Going for a run can be an intimidating prospect in the best of weather. Living in Canada, we are obviously faced with at least a few months of “less than ideal” outdoor running conditions. In this article I am going to discuss running safely and effectively in the winter months.
First we are going to put to rest a winter running myth. You are not going to freeze your lungs if you run in the winter! By the time the cold air hits your lungs it has warmed up. I have run in some very cold weather and lived to tell about it. So no excuses!
The key to having a successful run in the winter is having the proper gear. In the winter, it’s all about layering. We will walk through how to layer up and still be able to move for your run.
The trick to determining how much to wear when heading out for a brisk winter run is to add 10 degrees to the outdoor temperature and dress for that temperature. This represents your body temperature, and so it is how you should dress. Also, taking note of how cold it was outside, what you wore and how you felt on the run is a good habit to form so you have a better idea of what to wear. You should feel a little cold at the beginning of the run then as you start working harder, your body will heat up to a point where you should be comfortable.
For your upper body the first layer should be tight-fitting and moisture-wicking. Not cotton…cotton is rotten and will stay wet when you sweat. The second layer is one you can play around with to best suit the temperature: a T-shirt, a looser fitting dry fit or even a sweatshirt if it is very cold. The last layer I recommend is a jacket that is going to cut the wind. If you have something that gets rid of the wind chill, it will make a big difference.
On your lower body, you definitely want to be in pants — Spandex, yoga style or even a nylon pant will do, just make sure you can move in them. You can put a second layer on your lower body when it’s really cold. I usually always wear at least tight shorts under my pants.
Be sure to cover your hands and ears as well. Your extremities will get especially cold in a colder temperature. Proper gloves and a toque or headband are an absolute must. It may also be warranted to get some warmer winter running socks to keep your toes warm.
Now that you are dressed and ready to take on the great outdoors, another thing you need to consider is the slippery conditions of the sidewalk. Ice can be hard to spot, so make sure to watch out for it. Try to avoid routes that not well kept and potentially very icy.

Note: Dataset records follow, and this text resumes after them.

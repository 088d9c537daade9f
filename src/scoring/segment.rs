//! Demographics classifier: segment derivation, age-sex cell, modifiers

use crate::types::{Demographics, DualStatus, ModelVariant, Sex};

/// Age-sex bucket boundaries shared by the community and ESRD models.
/// Each entry is the inclusive lower bound paired with the cell suffix.
const AGE_BANDS: [(u32, &str); 12] = [
    (95, "95_GT"),
    (90, "90_94"),
    (85, "85_89"),
    (80, "80_84"),
    (75, "75_79"),
    (70, "70_74"),
    (65, "65_69"),
    (60, "60_64"),
    (55, "55_59"),
    (45, "45_54"),
    (35, "35_44"),
    (0, "0_34"),
];

/// Classifier output: the coefficient-table segment plus the demographic
/// variables that contribute to the score.
#[derive(Debug, Clone, PartialEq, Eq)]
pub struct SegmentProfile {
    /// Primary key into the coefficient table (`CNA`, `CFD`, `NE`, ...)
    pub segment: String,
    /// Age-sex cell variable, e.g. `F75_79`
    pub age_sex_cell: String,
    /// Modifier variables that fired for this beneficiary
    pub modifier_variables: Vec<String>,
}

impl SegmentProfile {
    /// New-enrollee style segments score on demographics alone: no HCC
    /// variables and no disease interactions.
    pub fn is_new_enrollee(&self) -> bool {
        matches!(self.segment.as_str(), "NE" | "DNE")
    }
}

/// Derive the beneficiary's segment and demographic variables.
///
/// An explicit `category` override short-circuits segment derivation (the
/// institutional `INS` segment is only reachable this way) but modifier
/// variables are still computed.
pub fn classify(demographics: &Demographics, variant: ModelVariant) -> SegmentProfile {
    let segment = match &demographics.category {
        Some(category) => category.clone(),
        None => derive_segment(demographics, variant),
    };

    let age_sex_cell = age_sex_cell(demographics.age, demographics.sex);

    let mut modifier_variables = Vec::new();
    let new_enrollee_layout = matches!(segment.as_str(), "NE" | "DNE");
    if !new_enrollee_layout {
        if demographics.orig_disabled && demographics.is_aged() {
            modifier_variables.push(match demographics.sex {
                Sex::Female => "OriginallyDisabled_Female".to_string(),
                Sex::Male => "OriginallyDisabled_Male".to_string(),
            });
        }
        if segment == "INS" {
            modifier_variables.push("LTI".to_string());
        }
        if demographics.low_income {
            modifier_variables.push("LowIncome".to_string());
        }
    }

    SegmentProfile {
        segment,
        age_sex_cell,
        modifier_variables,
    }
}

fn derive_segment(demographics: &Demographics, variant: ModelVariant) -> String {
    if variant.is_esrd() {
        return esrd_segment(demographics);
    }
    if demographics.new_enrollee {
        return "NE".to_string();
    }
    let aged = demographics.is_aged();
    match (demographics.dual_eligibility, aged) {
        (DualStatus::NonDual, true) => "CNA",
        (DualStatus::NonDual, false) => "CND",
        (DualStatus::Partial, true) => "CPA",
        (DualStatus::Partial, false) => "CPD",
        (DualStatus::Full, true) => "CFA",
        (DualStatus::Full, false) => "CFD",
    }
    .to_string()
}

/// ESRD sub-segments: dialysis (`DI`), dialysis new enrollee (`DNE`), and
/// the functioning-graft windows keyed by months since transplant. Ten or
/// more months post-graft falls back to the dialysis segment.
fn esrd_segment(demographics: &Demographics) -> String {
    if demographics.new_enrollee {
        return "DNE".to_string();
    }
    match demographics.graft_months {
        Some(months) if months <= 3 => "GRAFT_0_3".to_string(),
        Some(months) if months <= 9 => "GRAFT_4_9".to_string(),
        _ => "DI".to_string(),
    }
}

/// Deterministic age-sex bucketing, `{0-34 .. 95+} x {M, F}`.
fn age_sex_cell(age: u32, sex: Sex) -> String {
    let prefix = match sex {
        Sex::Male => 'M',
        Sex::Female => 'F',
    };
    let band = AGE_BANDS
        .iter()
        .find(|(lower, _)| age >= *lower)
        .map(|(_, suffix)| *suffix)
        .unwrap_or("0_34");
    format!("{prefix}{band}")
}
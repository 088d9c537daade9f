//! # raf-rs
//!
//! A Rust library for computing CMS Hierarchical Condition Category (HCC)
//! risk adjustment factors from claims and diagnosis data.
//!
//! Given ICD-10 diagnosis codes and beneficiary demographics, the library
//! produces a deterministic Risk Adjustment Factor (RAF) together with the
//! intermediate mappings and coefficients that justify it: which condition
//! categories each diagnosis mapped to, which survived hierarchical
//! suppression, which interactions fired, and which coefficient rows were
//! applied or found missing.
//!
//! Inputs arrive three ways, all converging on the same scoring stages:
//!
//! - raw X12 837 claim envelopes, parsed by [`parser::ClaimParser`]
//! - pre-normalized [`types::ServiceRecord`]s, e.g. from a FHIR EOB adapter
//! - bare diagnosis code lists
//!
//! All scoring state comes from the immutable CMS reference CSVs loaded
//! once by [`tables::ReferenceTables`] and shared read-only; a scoring call
//! is a pure function of `(inputs, tables, variant)` and calls are safely
//! parallelizable across beneficiaries.
//!
//! # Examples
//!
//! ```no_run
//! use raf_rs::{Demographics, ModelVariant, RafPipeline, ScoringOptions, Sex, TableConfig};
//!
//! let config = TableConfig::from_dir("reference/tables", 2026, ModelVariant::V28);
//! let pipeline = RafPipeline::new(ModelVariant::V28, &config, ScoringOptions::default())?;
//!
//! let mut demographics = Demographics::new(67, Sex::Female);
//! demographics.low_income = true;
//!
//! let result = pipeline.calculate_from_diagnosis(&["E11.9", "I10", "N18.3"], &demographics)?;
//! println!("RAF {:.3} via segment-level coefficients {:?}", result.risk_score, result.coefficients);
//! # Ok::<(), Box<dyn std::error::Error>>(())
//! ```

pub mod filter;
pub mod parser;
pub mod scoring;
pub mod tables;
pub mod types;

// Re-export the primary surface for convenient access
pub use filter::ScoringOptions;
pub use scoring::{RafPipeline, ScoreError};
pub use tables::{ConfigError, ReferenceTables, TableConfig};
pub use types::{Demographics, DualStatus, ModelVariant, RafResult, ServiceRecord, Sex};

And if this is not avoidable, run with a wider stance and slower pace as this is more stable.
Since it’s cold outside, it’s important to ease into your run — or better yet, do a warm up pre-run. You do not want to step outside and start out at a fast pace, as your muscles will be cold. So start off easy and let your muscles warm up. Then you can increase your pace.
Another thing to consider with winter running is the lack of daylight. Be sure to have something that lights up or is reflective on while running in these conditions. Also be sure to check before crossing roads because you are harder to see in the dark.
A few local areas that I have found that are well maintained throughout the winter are the Lakeshore trail and Mount Pleasant Cemetery.
If you absolutely must do a run on the treadmill due to a blizzard…this is the only acceptable circumstance. Put the incline to 1.0 — this makes the effort level more comparable to outdoor running.
Lastly, set a spring time goal! It’s really hard to stay motivated in the winter, so I advise everyone to sign up for a race in the spring time. That way you have to keep training and running through the winter months. There are a lot of great races in the Toronto area in the spring, so check them out. All this winter running makes you way tougher for these spring races.
See you out on the roads….Stay warm and happy running!